EXERCISE GOAL :: Find and copy every line in the records that includes the string "full".
+++ TASK DATA +++
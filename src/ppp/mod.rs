//! Precise Point Positioning Extended Kalman Filter engine.
//!
//! The filter state is a flat, owned `nalgebra::DVector`/`DMatrix` pair
//!, with index ranges computed once
//! from [`PppConfig`] rather than scattered offset arithmetic.

pub mod eclipse;
pub mod geodesy;
pub mod measurement;
pub mod residual;
pub mod slip;
pub mod spp;
pub mod time_update;
pub mod windup;

#[cfg(feature = "log")]
use log::warn;

use nalgebra::{DMatrix, DVector};

use crate::observation::ObservationEpoch;
use crate::rtcm::NavigationStore;
use crate::sv::{Constellation, SV};
use crate::time::GnssTime;

/// Maximum tracked satellites the ionosphere/ambiguity blocks size
/// themselves against. A fixed bound keeps the state layout computable
/// without a dynamic satellite catalogue.
pub const MAXSAT: usize = 96;

/// Troposphere estimation mode.
#[derive(Debug, Clone, Copy, PartialEq, Eq)]
pub enum TropOption {
    Off,
    ZtdOnly,
    ZtdWithGradients,
}

impl TropOption {
    fn slots(self) -> usize {
        match self {
            TropOption::Off => 0,
            TropOption::ZtdOnly => 1,
            TropOption::ZtdWithGradients => 3,
        }
    }
}

/// Ionosphere estimation mode.
#[derive(Debug, Clone, Copy, PartialEq, Eq)]
pub enum IonoOption {
    Off,
    PerSatellite,
}

/// Position/dynamics mode.
#[derive(Debug, Clone, Copy, PartialEq, Eq)]
pub enum PositionMode {
    Fixed,
    Static,
    KinematicNoDynamics,
    KinematicWithDynamics,
}

/// Filter solution quality: `NONE, SINGLE, PPP, FIX` in order of increasing
/// confidence.
#[derive(Debug, Clone, Copy, PartialEq, Eq)]
pub enum PppStatus {
    None,
    Single,
    Ppp,
    Fix,
}

/// Deterministic configuration driving the state layout and every
/// time-update / measurement rule. Built once per filter, never as global
/// mutable state.
#[derive(Debug, Clone, PartialEq)]
pub struct PppConfig {
    pub position_mode: PositionMode,
    pub trop_option: TropOption,
    pub iono_option: IonoOption,
    pub n_freq: usize,
    pub l5_dcb: bool,
    pub constellations: Vec<Constellation>,
    pub max_iter: usize,
    pub thres_reject_sigma: f64,
    pub max_outage_epochs: u32,
    pub gap_resion_epochs: u32,
    pub max_innovation_code_m: f64,
    pub max_innovation_phase_m: f64,
    pub iono_free_combination: bool,
    /// Known ECEF coordinate the filter holds position to under
    /// [`PositionMode::Fixed`]. Unused by every other mode.
    pub fixed_position_m: Option<nalgebra::Vector3<f64>>,
}

impl Default for PppConfig {
    fn default() -> Self {
        Self {
            position_mode: PositionMode::KinematicWithDynamics,
            trop_option: TropOption::ZtdOnly,
            iono_option: IonoOption::PerSatellite,
            n_freq: 2,
            l5_dcb: false,
            constellations: vec![Constellation::GPS, Constellation::Glonass, Constellation::Galileo],
            max_iter: 8,
            thres_reject_sigma: 4.0,
            max_outage_epochs: 120,
            gap_resion_epochs: 120,
            max_innovation_code_m: 30.0,
            max_innovation_phase_m: 0.15,
            iono_free_combination: false,
            fixed_position_m: None,
        }
    }
}

/// Index ranges into the flat state vector, computed once from
/// [`PppConfig`] rather than scattered each time a state block is touched.
#[derive(Debug, Clone, PartialEq, Eq)]
pub struct StateLayout {
    pub position_len: usize,
    pub clock_offset: usize,
    pub clock_len: usize,
    pub trop_offset: usize,
    pub trop_len: usize,
    pub iono_offset: usize,
    pub iono_len: usize,
    pub dcb_offset: usize,
    pub dcb_len: usize,
    pub ambiguity_offset: usize,
    pub ambiguity_len: usize,
    pub n_freq: usize,
    pub constellations: Vec<Constellation>,
}

impl StateLayout {
    pub fn from_config(config: &PppConfig) -> Self {
        let position_len = match config.position_mode {
            PositionMode::KinematicWithDynamics => 9,
            _ => 3,
        };
        let clock_len = config.constellations.len();
        let trop_len = config.trop_option.slots();
        let iono_len = match config.iono_option {
            IonoOption::Off => 0,
            IonoOption::PerSatellite => MAXSAT,
        };
        let dcb_len = if config.l5_dcb { 1 } else { 0 };
        let ambiguity_len = config.n_freq * MAXSAT;

        let clock_offset = position_len;
        let trop_offset = clock_offset + clock_len;
        let iono_offset = trop_offset + trop_len;
        let dcb_offset = iono_offset + iono_len;
        let ambiguity_offset = dcb_offset + dcb_len;

        Self {
            position_len,
            clock_offset,
            clock_len,
            trop_offset,
            trop_len,
            iono_offset,
            iono_len,
            dcb_offset,
            dcb_len,
            ambiguity_offset,
            ambiguity_len,
            n_freq: config.n_freq,
            constellations: config.constellations.clone(),
        }
    }

    pub fn total_len(&self) -> usize {
        self.ambiguity_offset + self.ambiguity_len
    }

    pub fn clock_index(&self, constellation: Constellation) -> Option<usize> {
        self.constellations
            .iter()
            .position(|c| *c == constellation)
            .map(|i| self.clock_offset + i)
    }

    pub fn iono_index(&self, sat_slot: usize) -> Option<usize> {
        if self.iono_len == 0 || sat_slot >= self.iono_len {
            return None;
        }
        Some(self.iono_offset + sat_slot)
    }

    pub fn ambiguity_index(&self, sat_slot: usize, freq_idx: usize) -> Option<usize> {
        if freq_idx >= self.n_freq || sat_slot >= MAXSAT {
            return None;
        }
        Some(self.ambiguity_offset + sat_slot * self.n_freq + freq_idx)
    }
}

/// Per-(satellite, frequency) ambiguity bookkeeping: outage counter and
/// slip flag, consumed by the time-update and the slip detectors.
#[derive(Debug, Clone, Copy, Default, PartialEq)]
pub struct AmbiguityTrack {
    pub outage_epochs: u32,
    pub slipped: bool,
    pub geometry_free_prev_m: Option<f64>,
    pub melbourne_wubbena_prev_m: Option<f64>,
    pub windup_prev_cycles: Option<f64>,
}

/// Per-satellite ionosphere outage bookkeeping.
#[derive(Debug, Clone, Copy, Default, PartialEq)]
pub struct IonoTrack {
    pub outage_epochs: u32,
}

/// The PPP filter's full mutable state: the (x, P) pair, the candidate
/// "ambiguity-fixed" (xa, Pa) pair, the satellite↔state-slot assignment,
/// and the per-(sat,freq) bookkeeping the time update consumes.
#[derive(Debug, Clone)]
pub struct PppFilter {
    pub config: PppConfig,
    pub layout: StateLayout,
    pub x: DVector<f64>,
    pub p: DMatrix<f64>,
    pub xa: Option<DVector<f64>>,
    pub pa: Option<DMatrix<f64>>,
    pub time: Option<GnssTime>,
    pub status: PppStatus,
    pub sat_slots: Vec<SV>,
    pub ambiguity_tracks: std::collections::HashMap<(SV, usize), AmbiguityTrack>,
    pub iono_tracks: std::collections::HashMap<SV, IonoTrack>,
    pub rejection_counter: u64,
    pub iteration_overflow_counter: u64,
}

impl PppFilter {
    pub fn new(config: PppConfig) -> Self {
        let layout = StateLayout::from_config(&config);
        let n = layout.total_len();
        Self {
            config,
            x: DVector::zeros(n),
            p: DMatrix::zeros(n, n),
            layout,
            xa: None,
            pa: None,
            time: None,
            status: PppStatus::None,
            sat_slots: Vec::new(),
            ambiguity_tracks: std::collections::HashMap::new(),
            iono_tracks: std::collections::HashMap::new(),
            rejection_counter: 0,
            iteration_overflow_counter: 0,
        }
    }

    /// Assigns `sv` a stable state-slot index, growing the tracked-satellite
    /// list up to [`MAXSAT`].
    pub fn slot_for(&mut self, sv: SV) -> Option<usize> {
        if let Some(pos) = self.sat_slots.iter().position(|s| *s == sv) {
            return Some(pos);
        }
        if self.sat_slots.len() >= MAXSAT {
            #[cfg(feature = "log")]
            warn!("satellite catalogue full, dropping {:?}", sv);
            return None;
        }
        self.sat_slots.push(sv);
        Some(self.sat_slots.len() - 1)
    }

    pub fn position(&self) -> nalgebra::Vector3<f64> {
        nalgebra::Vector3::new(self.x[0], self.x[1], self.x[2])
    }
}

/// Single-epoch entry point: `pppos(filter, observations, nav)`.
/// Precondition: `observations` is one already-assembled epoch (time
/// non-decreasing versus `filter.time`); a still-open epoch with no
/// resolved time is a no-op. Postcondition: `filter`'s state and `status`
/// are updated; failure never aborts — it shows up
/// as `PppStatus::None` plus the rejection/overflow counters.
pub fn pppos(filter: &mut PppFilter, observations: &ObservationEpoch, nav: &NavigationStore) -> PppStatus {
    let Some(epoch_time) = observations.time else {
        return PppStatus::None;
    };
    let records = &observations.satellites;

    let dt = match filter.time {
        Some(prev) => (epoch_time.to_gpst() - prev.to_gpst()).to_seconds(),
        None => 1.0,
    };

    for record in records {
        filter.slot_for(record.satellite);
    }

    slip::detect_all(filter, records, epoch_time);
    time_update::run(filter, epoch_time, dt, records, nav);

    let status = residual::iterate(filter, records, epoch_time, nav);
    filter.time = Some(epoch_time);
    filter.status = status;
    status
}

#[cfg(test)]
mod tests {
    use super::*;

    #[test]
    fn layout_offsets_are_contiguous_and_ordered() {
        let config = PppConfig::default();
        let layout = StateLayout::from_config(&config);
        assert_eq!(layout.position_len, 9);
        assert!(layout.clock_offset >= layout.position_len);
        assert!(layout.trop_offset >= layout.clock_offset + layout.clock_len);
        assert!(layout.iono_offset >= layout.trop_offset + layout.trop_len);
        assert!(layout.ambiguity_offset >= layout.dcb_offset + layout.dcb_len);
        assert_eq!(layout.total_len(), layout.ambiguity_offset + layout.ambiguity_len);
    }

    #[test]
    fn fixed_mode_has_three_position_slots() {
        let config = PppConfig {
            position_mode: PositionMode::Fixed,
            ..Default::default()
        };
        let layout = StateLayout::from_config(&config);
        assert_eq!(layout.position_len, 3);
    }

    #[test]
    fn clock_index_resolves_per_constellation() {
        let config = PppConfig::default();
        let layout = StateLayout::from_config(&config);
        assert!(layout.clock_index(Constellation::GPS).is_some());
        assert!(layout.clock_index(Constellation::BeiDou).is_none());
    }
}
+++
TASK SOLUTION ::
/// The PPP filter's full mutable state: the (x, P) pair, the candidate
            warn!("satellite catalogue full, dropping {:?}", sv);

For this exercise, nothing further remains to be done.